----- Data in this exercise
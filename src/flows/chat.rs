//! Chat completion issuer backed by the session token cache.

// crates.io
use oauth2::http::Method;
use uuid::Uuid;
// self
use crate::{
	_prelude::*,
	auth::PrimaryCredential,
	flows::Broker,
	http::ProviderHttpClient,
	oauth::{self, ProviderRequest, TransportErrorMapper},
	obs::{self, FlowKind, FlowOutcome, FlowSpan},
};

/// Instruction sent as the `system` message when none is configured.
pub const DEFAULT_SYSTEM_PROMPT: &str =
	"You are a smart home assistant for Home Assistant. Reply concisely and helpfully.";

/// Model and sampling settings applied to every completion request.
#[derive(Clone, Debug, PartialEq, Serialize, Deserialize)]
#[serde(default)]
pub struct ChatSettings {
	/// Model identifier.
	pub model: String,
	/// Sampling temperature.
	pub temperature: f32,
	/// Nucleus sampling cutoff.
	pub top_p: f32,
	/// Fixed `system` instruction preceding the user prompt.
	pub system_prompt: String,
}
impl Default for ChatSettings {
	fn default() -> Self {
		Self {
			model: "gpt-4".into(),
			temperature: 0.1,
			top_p: 1.0,
			system_prompt: DEFAULT_SYSTEM_PROMPT.into(),
		}
	}
}

/// Text reply extracted from a completion.
#[derive(Clone, Debug, PartialEq, Eq, Serialize, Deserialize)]
pub struct ChatReply {
	/// Content of the first choice.
	pub text: String,
	/// Model echoed by the provider.
	#[serde(default, skip_serializing_if = "Option::is_none")]
	pub model: Option<String>,
	/// Why generation stopped.
	#[serde(default, skip_serializing_if = "Option::is_none")]
	pub finish_reason: Option<String>,
}

#[derive(Serialize)]
struct CompletionRequest<'a> {
	messages: [ChatMessage<'a>; 2],
	model: &'a str,
	temperature: f32,
	top_p: f32,
	n: u8,
	stream: bool,
}

#[derive(Serialize)]
struct ChatMessage<'a> {
	role: &'static str,
	content: &'a str,
}

#[derive(Deserialize)]
struct CompletionResponse {
	#[serde(default)]
	model: Option<String>,
	#[serde(default)]
	choices: Vec<CompletionChoice>,
}

#[derive(Deserialize)]
struct CompletionChoice {
	#[serde(default)]
	message: Option<CompletionMessage>,
	#[serde(default)]
	finish_reason: Option<String>,
}

#[derive(Deserialize)]
struct CompletionMessage {
	#[serde(default)]
	content: Option<String>,
}

/// Issues completions on behalf of one primary credential.
///
/// Created by [`Broker::chat`]. Every client carries its own editor session identifier while
/// sharing the broker's session token cache.
pub struct ChatClient<C, M>
where
	C: ?Sized + ProviderHttpClient,
	M: ?Sized + TransportErrorMapper<C::TransportError>,
{
	broker: Broker<C, M>,
	primary: PrimaryCredential,
	session_id: String,
}
impl<C, M> ChatClient<C, M>
where
	C: ?Sized + ProviderHttpClient,
	M: ?Sized + TransportErrorMapper<C::TransportError>,
{
	/// Editor session identifier sent as `Vscode-Sessionid`.
	pub fn session_id(&self) -> &str {
		&self.session_id
	}

	/// Credential used to derive session tokens.
	pub fn primary(&self) -> &PrimaryCredential {
		&self.primary
	}

	/// Sends `prompt` as one non-streaming, single-candidate completion and returns the reply.
	///
	/// Performs exactly one session token lookup and one completion request. A `401` from the
	/// completion endpoint invalidates the cached session token before the error is returned.
	pub async fn complete(&self, prompt: &str) -> Result<ChatReply> {
		const KIND: FlowKind = FlowKind::ChatCompletion;

		let span = FlowSpan::new(KIND, "complete");

		obs::record_flow_outcome(KIND, FlowOutcome::Attempt);

		let result = span.instrument(self.request_completion(prompt)).await;

		match &result {
			Ok(_) => obs::record_flow_outcome(KIND, FlowOutcome::Success),
			Err(err) => {
				obs::record_provider_failure(KIND, err);
				obs::record_flow_outcome(KIND, FlowOutcome::Failure);
			},
		}

		result
	}

	async fn request_completion(&self, prompt: &str) -> Result<ChatReply> {
		let session = self.broker.get_valid_token(&self.primary).await?;
		let settings = &self.broker.chat_settings;
		let quirks = &self.broker.descriptor.quirks;
		let payload = CompletionRequest {
			messages: [
				ChatMessage { role: "system", content: &settings.system_prompt },
				ChatMessage { role: "user", content: prompt },
			],
			model: &settings.model,
			temperature: settings.temperature,
			top_p: settings.top_p,
			n: 1,
			stream: false,
		};
		let request = ProviderRequest::new(
			Method::POST,
			&self.broker.descriptor.endpoints.chat_completions,
			quirks,
		)?
		.authorization("Bearer", session.token.expose())?
		.header("openai-organization", &quirks.organization)?
		.header("editor-version", &quirks.editor_version)?
		.header("x-request-id", &Uuid::new_v4().to_string())?
		.header("vscode-sessionid", &self.session_id)?
		.json(&payload)?;
		let response = oauth::dispatch(
			self.broker.http_client.as_ref(),
			self.broker.transport_mapper.as_ref(),
			FlowKind::ChatCompletion,
			request,
		)
		.await?;

		if !response.is_success() {
			if response.status == 401 {
				self.broker.session_cache().invalidate();
			}

			return Err(Error::CompletionRequestFailed {
				status: response.status,
				body: response.body_text(),
				retry_after: response.retry_after,
			});
		}

		let CompletionResponse { model, choices } = response.decode::<CompletionResponse>()?;
		let Some(CompletionChoice { message, finish_reason }) = choices.into_iter().next() else {
			return Err(response.invalid_payload("choices is empty").into());
		};
		let text = message
			.and_then(|message| message.content)
			.ok_or_else(|| response.invalid_payload("choices[0].message.content is missing"))?;

		Ok(ChatReply { text, model, finish_reason })
	}
}
impl<C, M> Clone for ChatClient<C, M>
where
	C: ?Sized + ProviderHttpClient,
	M: ?Sized + TransportErrorMapper<C::TransportError>,
{
	fn clone(&self) -> Self {
		Self {
			broker: self.broker.clone(),
			primary: self.primary.clone(),
			session_id: self.session_id.clone(),
		}
	}
}
impl<C, M> Debug for ChatClient<C, M>
where
	C: ?Sized + ProviderHttpClient,
	M: ?Sized + TransportErrorMapper<C::TransportError>,
{
	fn fmt(&self, f: &mut Formatter) -> FmtResult {
		f.debug_struct("ChatClient")
			.field("broker", &self.broker)
			.field("session_id", &self.session_id)
			.finish()
	}
}

impl<C, M> Broker<C, M>
where
	C: ?Sized + ProviderHttpClient,
	M: ?Sized + TransportErrorMapper<C::TransportError>,
{
	/// Returns a chat client that derives session tokens from `primary`.
	pub fn chat(&self, primary: PrimaryCredential) -> ChatClient<C, M> {
		let session_id =
			format!("{}{}", Uuid::new_v4(), OffsetDateTime::now_utc().unix_timestamp() * 1_000);

		ChatClient { broker: self.clone(), primary, session_id }
	}
}

#[cfg(test)]
mod tests {
	// self
	use super::*;

	#[test]
	fn settings_fill_missing_fields_with_defaults() {
		let settings: ChatSettings =
			serde_json::from_str(r#"{"model":"gpt-4o"}"#).expect("Partial settings should parse.");

		assert_eq!(settings.model, "gpt-4o");
		assert_eq!(settings.temperature, 0.1);
		assert_eq!(settings.top_p, 1.0);
		assert_eq!(settings.system_prompt, DEFAULT_SYSTEM_PROMPT);
	}

	#[test]
	fn request_body_is_single_candidate_and_non_streaming() {
		let settings = ChatSettings::default();
		let body = serde_json::to_value(CompletionRequest {
			messages: [
				ChatMessage { role: "system", content: &settings.system_prompt },
				ChatMessage { role: "user", content: "Accendi la luce." },
			],
			model: &settings.model,
			temperature: settings.temperature,
			top_p: settings.top_p,
			n: 1,
			stream: false,
		})
		.expect("Completion body should serialize.");

		assert_eq!(body["n"], 1);
		assert_eq!(body["stream"], false);
		assert_eq!(body["model"], "gpt-4");
		assert_eq!(body["messages"][0]["role"], "system");
		assert_eq!(body["messages"][1]["content"], "Accendi la luce.");
	}
}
----------
● Work item: Output exactly the lines from the one containing "let settings: ChatSettings" through the last line of the records, both included. Output nothing else.

● Solution below:
		let settings: ChatSettings =
			serde_json::from_str(r#"{"model":"gpt-4o"}"#).expect("Partial settings should parse.");

		assert_eq!(settings.model, "gpt-4o");
		assert_eq!(settings.temperature, 0.1);
		assert_eq!(settings.top_p, 1.0);
		assert_eq!(settings.system_prompt, DEFAULT_SYSTEM_PROMPT);
	}

	#[test]
	fn request_body_is_single_candidate_and_non_streaming() {
		let settings = ChatSettings::default();
		let body = serde_json::to_value(CompletionRequest {
			messages: [
				ChatMessage { role: "system", content: &settings.system_prompt },
				ChatMessage { role: "user", content: "Accendi la luce." },
			],
			model: &settings.model,
			temperature: settings.temperature,
			top_p: settings.top_p,
			n: 1,
			stream: false,
		})
		.expect("Completion body should serialize.");

		assert_eq!(body["n"], 1);
		assert_eq!(body["stream"], false);
		assert_eq!(body["model"], "gpt-4");
		assert_eq!(body["messages"][0]["role"], "system");
		assert_eq!(body["messages"][1]["content"], "Accendi la luce.");
	}
}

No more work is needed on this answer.